In 1979, having witnessed his peers begin their careers as idealistic young attorneys but soon becoming jaded by the realities of practicing law in a system dominated by greed and an adversarial approach to litigation, Gerry Spence founded Trial Lawyers College (TLC), which he envisioned as an institution where talented trial lawyers from around the country could gather to learn how he practiced law—and more importantly how he lived life—in order to shape their own careers.
At Trial Lawyers College, students learn not only from Gerry Spence, but from a faculty who are considered among the best trial lawyers in America. These experienced lawyers have each dedicated themselves to sharing their knowledge and skills with students who are eager to learn. The result is an unparalleled learning experience for participants.
The TLC faculty includes:
Psychodrama involves putting words and stories into action through role-playing and physical activity. It is used to help students better understand the issues and clients they represent. Students also use psychodrama to help develop empathy for their clients.
Psychodrama allows students to experience the client’s perspective by creating a safe environment where they can play out their client’s story, whether it be an accident scene or courtroom scenario. This allows them to explore different emotions that are relevant during litigation in order to develop an understanding of how they might feel if they were actually in that situation themselves.
At Trial Lawyers College there is always plenty of time dedicated specifically towards practicing psychodrama skills including: role playing and physical activity sessions with your peers; working together with a facilitator (a professional actor) who will guide you through various scenarios; learning about how these techniques can be applied effectively both inside and outside of courtrooms; as well as having fun!

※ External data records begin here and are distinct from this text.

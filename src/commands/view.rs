//! Interactive waveform viewer.
//!
//! Opens the given files one at a time, draws the waveform with a playback
//! cursor, and optionally plays the audio through an external player.

use std::path::PathBuf;
use std::time::{Duration, Instant};

use crate::config::WavescopeConfig;
use crate::playback::ExternalPlayer;
use crate::ui::ErrorScreen;
use crate::view::{ViewerSession, ViewerTui};

/// Runs the viewer until the user quits.
///
/// # Errors
/// - If no files were given
/// - If the configuration cannot be loaded
/// - If the terminal cannot be set up or drawn to
pub async fn handle_view(files: Vec<PathBuf>, mute: bool) -> Result<(), anyhow::Error> {
    if files.is_empty() {
        return Err(anyhow::anyhow!(
            "No audio files given. Usage: wavescope <FILES>..."
        ));
    }

    tracing::info!("=== wavescope viewer started ({} files) ===", files.len());

    let config = match WavescopeConfig::load() {
        Ok(config) => config,
        Err(err) => {
            tracing::error!("Failed to load configuration: {err}");
            let error_message = format!(
                "Configuration Error:\n\n{err}\n\n\
                 Please check your ~/.config/wavescope/wavescope.toml file and try again."
            );
            let mut error_screen = ErrorScreen::new()?;
            error_screen.show_error(&error_message)?;
            error_screen.cleanup()?;
            return Err(anyhow::anyhow!("Configuration error: {err}"));
        }
    };

    tracing::info!(
        "Configuration loaded: zoom={}, max_zoom={}, normalization={}, player={}",
        config.display.zoom,
        config.display.max_zoom,
        config.decode.normalization,
        config.playback.player
    );

    let player = if mute {
        ExternalPlayer::silent()
    } else {
        ExternalPlayer::from_setting(&config.playback.player)
    };

    let mut tui = ViewerTui::new(&config.display)?;
    let mut session = ViewerSession::new(files, &config, player);
    let tick = Duration::from_millis(config.display.tick_ms.max(1));

    let (width, height) = tui.layout()?.canvas_pixels();
    session.resize(width, height);
    session.open_current();

    loop {
        let (width, height) = tui.layout()?.canvas_pixels();
        session.resize(width, height);
        session.poll_load();

        let now = Instant::now();
        session.tick(now);

        let primitives = session.primitives();
        let view = session.view();
        tui.draw(
            &primitives,
            view.pixel_width(),
            view.pixel_height(),
            &session.status(),
        )?;

        let command = tui.handle_input(tick).map_err(|e| {
            tracing::error!("Input handling error: {}", e);
            anyhow::anyhow!("Input handling error: {e}")
        })?;
        if !session.apply(command, Instant::now()) {
            break;
        }
    }

    tui.cleanup()?;
    tracing::info!("Viewer closed");
    Ok(())
}
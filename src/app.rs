//! Application orchestration and command routing.
//!
//! Handles command-line argument parsing and delegates to appropriate command handlers.

use crate::commands;
use crate::logging;
use crate::setup;
use clap::{Args, CommandFactory, Parser, Subcommand};
use clap_complete::{generate, Shell};
use std::io;
use std::path::PathBuf;
use std::process;

/// Terminal waveform viewer with a playback-synchronized cursor
#[derive(Parser)]
#[command(name = "wavescope")]
#[command(version)]
#[command(about = "Terminal waveform viewer with a playback-synchronized cursor")]
#[command(long_about = "Terminal waveform viewer with a playback-synchronized cursor.\n\nDraws the min/max envelope of each channel at the resolution of your terminal\nand moves a cursor along with playback. WAV files are read directly; other\nformats are converted with ffmpeg.\n\nDEFAULT COMMAND:\n    Files given without a command are opened in the viewer.\n\nEXAMPLES:\n    # View one or more files (n/p switches between them)\n    $ wavescope take1.wav take2.flac\n    \n    # Print a 120-column envelope as JSON\n    $ wavescope peaks take1.wav --width 120 --json\n    \n    # Show sample rate, channels and duration\n    $ wavescope info take1.wav\n    \n    # Edit configuration file\n    $ wavescope config")]
#[command(
    after_help = "CONFIGURATION:\n    Config file:        ~/.config/wavescope/wavescope.toml\n    Logs:               ~/.local/state/wavescope/wavescope.log.*"
)]
#[command(args_conflicts_with_subcommands = true)]
struct Cli {
    #[command(flatten)]
    view: ViewArgs,

    #[command(subcommand)]
    command: Option<Commands>,
}

#[derive(Args, Debug, Clone)]
struct ViewArgs {
    /// Audio files to open
    #[arg(value_name = "FILES")]
    files: Vec<PathBuf>,

    /// Move the cursor without playing audio
    #[arg(short, long)]
    mute: bool,
}

#[derive(Subcommand)]
enum Commands {
    /// Open files in the interactive viewer (default)
    ///
    /// Space plays/pauses, Left/Right seek, +/- zoom, n/p switch files,
    /// Home jumps to the start, q/Esc quits. Click the waveform to seek.
    #[command(visible_alias = "v")]
    View(ViewArgs),

    /// Print the min/max envelope of a file
    ///
    /// One row per column and channel: column, channel, min, max.
    /// Columns without samples print '-'.
    Peaks {
        /// Audio file to analyze
        #[arg(value_name = "FILE")]
        file: PathBuf,

        /// Number of columns
        #[arg(short, long, default_value_t = 100)]
        width: usize,

        /// Zoom factor; 1 fits the whole file into the width
        #[arg(short, long, default_value_t = 1)]
        zoom: u32,

        /// Only print this channel (0-based)
        #[arg(short, long)]
        channel: Option<usize>,

        /// Print JSON instead of tab-separated text
        #[arg(long)]
        json: bool,
    },

    /// Show format, length and peak level of a file
    #[command(visible_alias = "i")]
    Info {
        /// Audio file to inspect
        #[arg(value_name = "FILE")]
        file: PathBuf,
    },

    /// Open configuration file in your preferred editor
    ///
    /// Uses $EDITOR environment variable or falls back to nano/vi.
    #[command(visible_alias = "c")]
    Config,

    /// Show recent log entries from the application
    ///
    /// Display the last 50 lines of the most recent log file.
    Logs,

    /// Generate shell completion script
    ///
    /// Examples:
    ///   wavescope completions bash > wavescope.bash
    ///   wavescope completions zsh > _wavescope
    ///   wavescope completions fish > wavescope.fish
    Completions {
        /// The shell to generate completions for
        #[arg(value_enum)]
        shell: Shell,
    },
}

/// Runs the main application based on command-line arguments.
///
/// # Errors
/// - If setup fails
/// - If logging initialization fails
/// - If command execution fails
pub async fn run() -> Result<(), anyhow::Error> {
    let cli = Cli::parse();

    // Commands that don't need logging or config setup
    match &cli.command {
        Some(Commands::Completions { shell }) => {
            generate(*shell, &mut Cli::command(), "wavescope", &mut io::stdout());
            return Ok(());
        }
        Some(Commands::Logs) => {
            if let Err(e) = commands::handle_logs() {
                eprintln!("Error: {e}");
                process::exit(1);
            }
            return Ok(());
        }
        _ => {}
    }

    logging::init_logging()?;

    setup::ensure_config().map_err(|e| {
        tracing::error!("Setup failed: {e}");
        anyhow::anyhow!("Setup failed: {e}")
    })?;

    match cli.command {
        None => {
            if cli.view.files.is_empty() {
                Cli::command().print_help()?;
                return Ok(());
            }
            commands::handle_view(cli.view.files, cli.view.mute).await?;
        }
        Some(Commands::View(args)) => {
            commands::handle_view(args.files, args.mute).await?;
        }
        Some(Commands::Peaks {
            file,
            width,
            zoom,
            channel,
            json,
        }) => {
            commands::handle_peaks(file, width, zoom, channel, json).await?;
        }
        Some(Commands::Info { file }) => {
            commands::handle_info(file).await?;
        }
        Some(Commands::Config) => {
            commands::handle_config()?;
        }
        Some(Commands::Completions { .. }) | Some(Commands::Logs) => {
            unreachable!("These commands are handled earlier")
        }
    }

    Ok(())
}
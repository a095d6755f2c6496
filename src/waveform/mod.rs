//! Waveform envelope engine.
//!
//! Turns decoded sample buffers into per-pixel min/max envelopes, maps
//! playback positions to pixel columns, and describes the result as draw
//! primitives for a painting layer.

pub mod buffer;
pub mod envelope;
pub mod error;
pub mod position;
pub mod render;

pub use buffer::{Normalization, SampleBuffer};
pub use envelope::{build, Column, Envelope, EnvelopeCache};
pub use error::WaveformError;
pub use render::{describe, Band, DrawPrimitive};
//! Application command handlers for wavescope.
//!
//! # Commands
//! - `view`: Interactive waveform viewer with playback cursor (default)
//! - `peaks`: Print the min/max envelope of a file
//! - `info`: Print format, length and peak level of a file
//! - `config`: Open configuration file in user's preferred editor
//! - `logs`: Display recent log entries

pub mod config;
pub mod info;
pub mod logs;
pub mod peaks;
pub mod view;

pub use config::handle_config;
pub use info::handle_info;
pub use logs::handle_logs;
pub use peaks::handle_peaks;
pub use view::handle_view;
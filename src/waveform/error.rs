//! Error types for the waveform engine.

use thiserror::Error;

/// Errors raised while constructing waveform data.
///
/// Empty buffers, zero widths and zero durations are not errors; they render
/// as an empty view.
#[derive(Error, Debug, Clone, PartialEq, Eq)]
pub enum WaveformError {
    /// Malformed sample/channel arithmetic
    #[error("Invalid sample format: {0}")]
    InvalidFormat(String),
}

/// Result type for waveform operations
pub type WaveformResult<T> = Result<T, WaveformError>;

Psychodrama is a powerful tool for attorneys because it helps them to become more effective in the courtroom. It’s a form of drama therapy that allows participants to step into a role, or persona, and “act out” an event from their lives. Psychodrama can be used in legal cases as well as personal matters.
While the technique has been around since the 1920s, it wasn’t until 1996 and founding of The Trial Lawyers College did the technique get applied to the law. Since then, over 6500 attorneys have graduated from this program—and judging by their success rates and media coverage, they seem pretty happy with their investment!
Trial lawyers are constantly immersed in situations where they have to understand how other people experience things: whether it’s jurors or judges sitting on one side of you; opposing counsel across from you; or clients sitting next to you at depositions or hearings. As an attorney who works closely with these people day after day—even minute after minute when we’re appearing before judges—it’s easy to get caught up in our own perspective without considering what others might be thinking or feeling at any given moment. Psychodrama helps us do just that! It gives us insight into our emotions and reactions so that we become better equipped for handling even stressful situations like cross-examination questions from opposing counsel.”
We would like to congratulate Scott on his graduation. Congratulations, Scott! We look forward to seeing your success and learning more about your journey through the Trial Lawyers College.